Saved entries:
• • • • •

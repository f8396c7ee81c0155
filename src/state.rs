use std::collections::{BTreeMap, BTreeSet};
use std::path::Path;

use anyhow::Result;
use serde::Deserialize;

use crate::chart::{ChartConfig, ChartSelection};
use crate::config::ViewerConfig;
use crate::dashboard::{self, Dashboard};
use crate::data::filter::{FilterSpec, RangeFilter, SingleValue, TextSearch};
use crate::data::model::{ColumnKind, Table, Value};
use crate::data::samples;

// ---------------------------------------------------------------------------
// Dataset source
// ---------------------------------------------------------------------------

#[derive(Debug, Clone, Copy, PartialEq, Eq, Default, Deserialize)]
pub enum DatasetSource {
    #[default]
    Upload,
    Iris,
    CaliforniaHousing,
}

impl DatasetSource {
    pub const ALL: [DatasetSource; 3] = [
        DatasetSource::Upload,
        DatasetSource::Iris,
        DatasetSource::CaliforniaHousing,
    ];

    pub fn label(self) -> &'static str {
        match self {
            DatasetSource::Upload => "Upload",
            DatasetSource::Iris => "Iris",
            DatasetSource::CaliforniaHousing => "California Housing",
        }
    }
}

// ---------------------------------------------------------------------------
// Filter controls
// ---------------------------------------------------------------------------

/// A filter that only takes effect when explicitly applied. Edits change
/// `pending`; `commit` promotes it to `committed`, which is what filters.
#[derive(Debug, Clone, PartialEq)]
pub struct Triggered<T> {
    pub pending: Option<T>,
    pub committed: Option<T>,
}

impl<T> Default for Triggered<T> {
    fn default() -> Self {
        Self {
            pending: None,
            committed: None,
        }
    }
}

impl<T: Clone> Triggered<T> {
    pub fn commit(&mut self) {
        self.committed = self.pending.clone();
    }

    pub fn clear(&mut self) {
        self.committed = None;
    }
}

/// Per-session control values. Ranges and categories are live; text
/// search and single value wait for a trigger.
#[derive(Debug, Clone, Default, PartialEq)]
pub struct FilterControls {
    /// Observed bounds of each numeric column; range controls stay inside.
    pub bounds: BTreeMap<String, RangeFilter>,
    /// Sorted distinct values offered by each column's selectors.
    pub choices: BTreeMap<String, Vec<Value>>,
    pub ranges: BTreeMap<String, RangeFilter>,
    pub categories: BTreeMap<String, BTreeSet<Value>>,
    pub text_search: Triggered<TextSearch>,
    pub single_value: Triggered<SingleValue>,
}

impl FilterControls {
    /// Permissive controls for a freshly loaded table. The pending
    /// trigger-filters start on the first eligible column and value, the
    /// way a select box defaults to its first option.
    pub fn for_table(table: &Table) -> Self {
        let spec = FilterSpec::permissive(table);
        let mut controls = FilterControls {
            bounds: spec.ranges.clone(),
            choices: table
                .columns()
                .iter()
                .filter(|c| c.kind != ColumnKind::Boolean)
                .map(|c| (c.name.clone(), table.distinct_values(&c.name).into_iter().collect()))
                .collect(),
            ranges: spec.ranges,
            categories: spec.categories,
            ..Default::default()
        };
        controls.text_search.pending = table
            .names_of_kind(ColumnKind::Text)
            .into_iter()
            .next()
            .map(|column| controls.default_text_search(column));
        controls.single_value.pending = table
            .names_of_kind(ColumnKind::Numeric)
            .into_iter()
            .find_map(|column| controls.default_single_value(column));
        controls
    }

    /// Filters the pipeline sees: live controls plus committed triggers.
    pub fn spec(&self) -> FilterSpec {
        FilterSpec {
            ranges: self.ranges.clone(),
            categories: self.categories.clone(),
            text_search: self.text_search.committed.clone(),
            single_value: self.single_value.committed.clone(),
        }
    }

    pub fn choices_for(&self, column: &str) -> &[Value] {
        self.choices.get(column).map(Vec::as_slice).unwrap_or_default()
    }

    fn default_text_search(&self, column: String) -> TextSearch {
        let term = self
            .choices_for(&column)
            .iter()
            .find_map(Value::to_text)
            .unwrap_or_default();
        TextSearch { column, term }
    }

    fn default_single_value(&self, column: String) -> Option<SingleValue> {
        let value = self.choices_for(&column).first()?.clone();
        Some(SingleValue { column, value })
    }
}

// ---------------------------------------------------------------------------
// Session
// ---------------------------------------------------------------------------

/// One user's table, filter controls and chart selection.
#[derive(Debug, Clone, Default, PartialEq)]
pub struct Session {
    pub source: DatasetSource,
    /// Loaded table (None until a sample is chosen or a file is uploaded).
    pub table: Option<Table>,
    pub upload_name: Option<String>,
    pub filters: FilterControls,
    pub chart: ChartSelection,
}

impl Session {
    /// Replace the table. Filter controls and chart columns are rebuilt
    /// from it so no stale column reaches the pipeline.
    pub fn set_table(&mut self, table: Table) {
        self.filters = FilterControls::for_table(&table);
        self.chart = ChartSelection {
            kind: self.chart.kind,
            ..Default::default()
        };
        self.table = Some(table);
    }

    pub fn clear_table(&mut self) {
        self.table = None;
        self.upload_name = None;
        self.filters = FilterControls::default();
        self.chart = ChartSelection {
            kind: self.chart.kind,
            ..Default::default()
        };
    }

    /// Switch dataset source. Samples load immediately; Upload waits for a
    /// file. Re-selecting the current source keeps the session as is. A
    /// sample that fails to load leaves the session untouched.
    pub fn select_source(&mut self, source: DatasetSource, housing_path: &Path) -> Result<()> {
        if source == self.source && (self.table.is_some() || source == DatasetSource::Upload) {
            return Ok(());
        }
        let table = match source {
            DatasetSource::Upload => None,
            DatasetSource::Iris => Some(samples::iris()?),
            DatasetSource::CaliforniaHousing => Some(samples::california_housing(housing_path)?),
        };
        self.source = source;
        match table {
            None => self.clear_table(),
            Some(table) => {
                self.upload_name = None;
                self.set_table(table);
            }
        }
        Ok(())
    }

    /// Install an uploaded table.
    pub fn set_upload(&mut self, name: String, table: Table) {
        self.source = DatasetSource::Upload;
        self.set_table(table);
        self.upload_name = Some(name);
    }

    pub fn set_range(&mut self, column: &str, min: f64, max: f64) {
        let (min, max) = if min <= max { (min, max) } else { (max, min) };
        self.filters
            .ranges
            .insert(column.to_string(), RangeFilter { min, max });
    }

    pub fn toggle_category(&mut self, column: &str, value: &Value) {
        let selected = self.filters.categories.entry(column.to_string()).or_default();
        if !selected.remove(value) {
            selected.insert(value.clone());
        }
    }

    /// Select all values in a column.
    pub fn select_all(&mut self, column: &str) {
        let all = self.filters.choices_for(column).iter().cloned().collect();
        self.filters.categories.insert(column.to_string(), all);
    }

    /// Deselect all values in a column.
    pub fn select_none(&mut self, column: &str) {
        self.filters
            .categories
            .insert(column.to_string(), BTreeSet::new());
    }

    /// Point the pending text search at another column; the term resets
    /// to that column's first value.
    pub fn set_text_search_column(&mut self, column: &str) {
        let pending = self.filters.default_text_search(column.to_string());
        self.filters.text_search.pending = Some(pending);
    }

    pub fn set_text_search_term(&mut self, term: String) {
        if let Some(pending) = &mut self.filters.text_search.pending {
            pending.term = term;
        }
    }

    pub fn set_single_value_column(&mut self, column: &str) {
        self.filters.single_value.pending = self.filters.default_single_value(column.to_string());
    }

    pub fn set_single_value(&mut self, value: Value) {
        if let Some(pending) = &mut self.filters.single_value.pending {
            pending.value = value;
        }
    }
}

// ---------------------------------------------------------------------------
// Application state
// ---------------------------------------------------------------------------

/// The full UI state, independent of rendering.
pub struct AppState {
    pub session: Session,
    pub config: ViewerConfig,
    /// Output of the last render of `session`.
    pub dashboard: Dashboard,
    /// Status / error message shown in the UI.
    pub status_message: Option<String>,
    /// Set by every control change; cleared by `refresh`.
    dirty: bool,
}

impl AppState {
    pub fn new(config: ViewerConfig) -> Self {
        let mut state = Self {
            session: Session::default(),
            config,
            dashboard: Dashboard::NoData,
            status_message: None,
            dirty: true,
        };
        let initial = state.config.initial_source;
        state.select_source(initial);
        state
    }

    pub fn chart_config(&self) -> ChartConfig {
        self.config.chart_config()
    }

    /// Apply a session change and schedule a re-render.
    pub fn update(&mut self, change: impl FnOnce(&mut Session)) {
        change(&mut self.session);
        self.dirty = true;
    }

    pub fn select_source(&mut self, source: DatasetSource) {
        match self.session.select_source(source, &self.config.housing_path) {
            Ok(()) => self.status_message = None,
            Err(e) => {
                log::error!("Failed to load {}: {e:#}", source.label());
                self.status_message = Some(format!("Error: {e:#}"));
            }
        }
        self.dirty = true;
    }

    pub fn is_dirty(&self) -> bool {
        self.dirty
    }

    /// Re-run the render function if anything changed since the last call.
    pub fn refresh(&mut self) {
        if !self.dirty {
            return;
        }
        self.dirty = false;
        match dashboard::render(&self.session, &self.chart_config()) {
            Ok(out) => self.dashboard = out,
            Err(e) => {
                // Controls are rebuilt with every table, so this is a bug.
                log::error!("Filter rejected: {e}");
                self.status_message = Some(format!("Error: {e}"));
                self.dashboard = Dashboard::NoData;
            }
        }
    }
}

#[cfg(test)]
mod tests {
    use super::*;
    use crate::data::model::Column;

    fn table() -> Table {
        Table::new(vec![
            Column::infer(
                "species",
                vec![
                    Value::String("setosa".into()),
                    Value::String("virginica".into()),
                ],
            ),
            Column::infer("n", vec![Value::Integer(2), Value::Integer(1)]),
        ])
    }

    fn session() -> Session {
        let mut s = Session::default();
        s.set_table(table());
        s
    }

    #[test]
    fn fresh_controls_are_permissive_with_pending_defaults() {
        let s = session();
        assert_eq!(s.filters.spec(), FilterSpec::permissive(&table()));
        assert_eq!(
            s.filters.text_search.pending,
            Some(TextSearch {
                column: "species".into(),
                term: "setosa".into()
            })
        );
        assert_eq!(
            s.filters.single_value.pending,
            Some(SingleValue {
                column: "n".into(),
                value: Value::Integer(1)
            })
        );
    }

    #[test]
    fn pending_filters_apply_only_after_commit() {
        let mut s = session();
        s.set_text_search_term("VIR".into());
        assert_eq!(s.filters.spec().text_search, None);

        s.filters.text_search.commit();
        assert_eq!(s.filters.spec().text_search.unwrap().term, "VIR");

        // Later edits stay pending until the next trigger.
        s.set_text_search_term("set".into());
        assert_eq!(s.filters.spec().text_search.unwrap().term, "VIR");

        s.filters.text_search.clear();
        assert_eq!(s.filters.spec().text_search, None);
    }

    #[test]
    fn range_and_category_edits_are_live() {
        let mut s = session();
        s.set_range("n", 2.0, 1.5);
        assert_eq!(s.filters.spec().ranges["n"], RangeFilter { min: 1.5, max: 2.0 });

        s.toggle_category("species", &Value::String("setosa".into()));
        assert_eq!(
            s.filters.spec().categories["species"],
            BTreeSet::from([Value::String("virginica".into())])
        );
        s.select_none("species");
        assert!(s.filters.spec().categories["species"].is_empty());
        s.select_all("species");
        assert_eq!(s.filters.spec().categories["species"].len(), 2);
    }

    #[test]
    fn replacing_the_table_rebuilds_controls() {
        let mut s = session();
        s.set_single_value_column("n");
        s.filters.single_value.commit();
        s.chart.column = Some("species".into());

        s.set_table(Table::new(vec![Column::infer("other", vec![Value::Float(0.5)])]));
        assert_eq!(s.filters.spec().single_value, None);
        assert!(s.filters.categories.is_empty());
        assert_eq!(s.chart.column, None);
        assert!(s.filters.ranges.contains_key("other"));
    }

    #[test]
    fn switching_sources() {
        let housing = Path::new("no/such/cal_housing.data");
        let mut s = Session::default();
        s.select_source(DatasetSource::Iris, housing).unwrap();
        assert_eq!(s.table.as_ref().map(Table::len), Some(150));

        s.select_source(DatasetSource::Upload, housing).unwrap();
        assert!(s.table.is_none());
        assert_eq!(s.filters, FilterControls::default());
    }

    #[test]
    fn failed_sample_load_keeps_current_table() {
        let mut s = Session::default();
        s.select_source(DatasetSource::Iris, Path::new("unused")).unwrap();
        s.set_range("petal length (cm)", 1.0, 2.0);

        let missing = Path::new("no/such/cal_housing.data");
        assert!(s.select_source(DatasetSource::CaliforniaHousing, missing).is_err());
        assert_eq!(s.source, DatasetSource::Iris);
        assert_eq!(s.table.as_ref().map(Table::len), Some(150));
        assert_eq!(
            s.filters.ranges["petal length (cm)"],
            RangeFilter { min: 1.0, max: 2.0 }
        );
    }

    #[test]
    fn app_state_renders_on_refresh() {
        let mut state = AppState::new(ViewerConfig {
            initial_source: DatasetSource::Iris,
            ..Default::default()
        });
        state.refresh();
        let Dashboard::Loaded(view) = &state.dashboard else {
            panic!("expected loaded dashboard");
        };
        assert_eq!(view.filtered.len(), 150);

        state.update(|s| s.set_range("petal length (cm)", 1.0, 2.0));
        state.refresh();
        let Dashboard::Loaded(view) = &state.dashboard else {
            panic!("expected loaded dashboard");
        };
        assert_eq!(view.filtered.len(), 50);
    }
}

• • • • •

ACTIVITY.
Find the string "first" in the entries above and return each line that holds it.

SOLUTION FOR THIS PROBLEM.
    /// trigger-filters start on the first eligible column and value, the
    /// way a select box defaults to its first option.
        let value = self.choices_for(&column).first()?.clone();
    /// to that column's first value.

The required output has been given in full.